ジョニーさん(HEROES・VO.&G.)

ジョニーさん(HEROES・VO.&G.) ジョニーさん(HEROES・VO.&G.)

20歳の時初めて手にしたのは人からもらったギター。14年後に発表したインディーズCDは各国で愛聴され、ヨーロッパからアナログ盤まで発売される。その後バンド活動から一旦離れるも、かつて海の向こうで聴いてくれた人への恩返しも兼ね、自然体で再び世界を目指す。遅咲きのギタリスト、ジョニーさんに今回はインタビューさせていただいた。

音楽との出会い

ジョニーこと山口裕二は東京生まれ。4歳の頃、両親と離れて福岡で過ごす事になる。15歳は年上の洋楽好きな施設の先生からカセットテープをたくさんもらい、小学校の頃は“ビートルズ”のファン。お陰でチャック・ベリー、カール・パーキンスらを知る事になり“ビートルズ”を通して色んな音楽を学んだ。その後、中学、高校と知識豊富なリスナーとして育ち、同級生が流行りのロックに熱を上げていた頃、施設の先生から教えてもらった“レッド・ツェッぺリン””ローリング・ストーンズ”らを何度も繰り返し聴く日々を過ごす。

楽器との出会い

高校を卒業して、会社員に。一生リスナーとして終えるはずだった20歳のある日、誘われて同僚の実家へ。そこで弦が錆びたエレキギターを「良かったらあげる。」と言われる。「ただでくれるならちょっと弾いてみようか。」そんな軽いノリでもらって帰った。別の同僚に弦の替え方を習い、本でコードを覚え、チャック・ベリー、“ビートルズ”、BBキング、エリック・クラプトン、ブルースなどを弾いてみた。どの曲がどうなってるのかも知りたかったし、弾き出したら面白くなって止まらなくなった。こうしてその日から毎日7~8時間ギターの練習をする日々が始まる。リスナーとして音楽の情報や知識は持っていたので「どんな曲を弾いたら上手くなる」かは他人に尋ねる事はなかったが、チョ―キングの仕方などは教えてもらった。先にブルースやロックンロールを弾き込んで、後からパンクロックへと移行した事は後々武器になったような気がする。チャック・ベリーになりたいと思い、5~6年は毎日家で死ぬほど練習。それまでのリスナー人生が下手な自分を許してくれなかった。

初めてのバンド活動

23歳を過ぎたある日、バンド活動をしている同僚の末松さんから「ギター抜けたから一緒にバンドやろう!」と誘われる。
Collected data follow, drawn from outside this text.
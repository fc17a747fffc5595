//! # docthumb
//!
//! First-page PNG thumbnails for PDF and Office documents, served over HTTP.
//!
//! PDFs are rasterised with pdfium. Word and PowerPoint files (`.doc`,
//! `.docx`, `.ppt`, `.pptx`) are first converted to PDF by a headless
//! LibreOffice process and then rendered the same way.
//!
//! ## Pipeline Overview
//!
//! ```text
//! upload
//!  │
//!  ├─ 1. Route    pick a path from the filename suffix
//!  ├─ 2. Convert  Office formats only: soffice --convert-to pdf (timeout)
//!  ├─ 3. Render   page one via pdfium at 2× scale (spawn_blocking)
//!  └─ 4. Encode   PNG bytes (raw, base64 envelope, or written to disk)
//! ```
//!
//! ## Deployment shapes
//!
//! | Shape | Router | Stores files |
//! |-------|--------|--------------|
//! | persistent | [`api::persistent_router`] | originals, thumbnails, `metadata.json` |
//! | stateless  | [`api::stateless_router`]  | nothing |
//!
//! ## Quick Start
//!
//! ```rust,no_run
//! use docthumb::{api, DocumentService, ServiceConfig};
//! use std::sync::Arc;
//!
//! #[tokio::main]
//! async fn main() -> Result<(), Box<dyn std::error::Error>> {
//!     let config = ServiceConfig::builder().storage_dir("./storage").build()?;
//!     let service = DocumentService::from_config(&config);
//!     service.prepare().await?;
//!
//!     let app = api::persistent_router(service, Arc::new(config.clone()));
//!     let listener = tokio::net::TcpListener::bind(config.bind_addr()).await?;
//!     axum::serve(listener, app).await?;
//!     Ok(())
//! }
//! ```
//!
//! ## Feature Flags
//!
//! | Feature | Default | Description |
//! |---------|---------|-------------|
//! | `cli`   | on      | Enables the `docthumb` binary (clap + anyhow + tracing-subscriber) |

// ── Modules ──────────────────────────────────────────────────────────────

pub mod api;
pub mod config;
pub mod error;
pub mod output;
pub mod pipeline;
pub mod service;
pub mod storage;
pub mod store;

// ── Re-exports ───────────────────────────────────────────────────────────

pub use config::{ServiceConfig, ServiceConfigBuilder};
pub use error::{ThumbError, SUPPORTED_FORMATS};
pub use output::{
    DeleteOutcome, DuplicateCheck, FileEntry, FileListing, ThumbnailEnvelope, UploadOutcome,
};
pub use pipeline::route::{DocumentFormat, ThumbnailPipeline, Thumbnailer};
pub use service::DocumentService;
pub use store::{DocumentRecord, JsonFileStore, MemoryStore, MetadataStore};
バンド名は“ふるさわ”(メンバーチェンジ後に“スぺシャルムーンドックス”へ変更)メンバーは末松さん(Vo.&Key.)の他、吉田幸弘さん(Vo.&B. ex.The Zigy、緋紋章)、小日向浩一さん(Vo.&Dr. ex.The Zigy、Almond Pie) 、柴田正彦さん(Vo.&G. ex.アクシデンツ)、古澤慈之さん(Vo.&G.)と年齢差一回り以上の錚々たる面々。ついて行くので精一杯。多くの事を学ばせてもらう勉強の場だっただけではなく、諸先輩方を通した人脈は今でも財産となっている。そんな中末松さんがある曲を聴かせてくれた。カッコイイと思ってイントロを聴いていたら、歌が始まると日本語!「このバンド、誰ですか?」「”サンハウス“で”レモンティー“」初めて日本のロックをこの時聴いた。「日本人のロックも聴かないかん。」そう強く思わせてもらった。そしてその後、柴田さんのバンド“しばキョンズ”に加入。

先輩からの影響

28歳で初めて自分がリーダーとして3ピースバンド “トワンギン”を結成。オリジナル曲も作るようになる。上京も意識していた ある日、樋口博さん(G. ex.アクシデンツ)が‘80頃の板東嘉秀さん(G. ex.サンハウス)とのバンド時代の録音を聴かせてくれた。「東京へ行かなくても福岡にこんなにすごいギタリストがいるんだ!!!」こんな風に弾きたいと思うようなギターの演奏を初めて聴いた。少ない音数の中にさえカッコ良さがぎっしり詰まっている男らしいギター。この演奏を聴いて上京しない事を決めた。それから数えきれない程繰り返し坂東さんのカセットテープを聴いたり、ビデオテープを見た。この頃は平尾にあったスタジオ”YABAN“に出入りしていたが、そこで多くのバンドとの交流も始まり、色んなバンドへサポートで入る事も。またここでマサルさん(ex.フルノイズ)と出会った事で人生の考えが大きく変わった。人は格好悪い所は見せたくないのが普通。しかし全て堂々とさらけ出して生きているマサルさんに惹かれた。それは作詞をする上でもかなり影響を受けている。そして上手下手ではなく、人の心へ響いてくる彼の歌声は自分を含めた多くの人に影響を与えているのだと思う。そしてもう1人の大事な出会いは真崎修一さん(Dr. ex.ライカスパイダー)。30歳になって初期パンクのガレージバンド”アリゲーターストンプ“を真崎さんと結成。それまでは”ローリング・ストーンズ”やパブロッ ク等わりとブルース寄りだった自分に、真崎さんはパンクをとことん教えてくれた。”アリゲーターストンプ“は3年間の活動の後、解散。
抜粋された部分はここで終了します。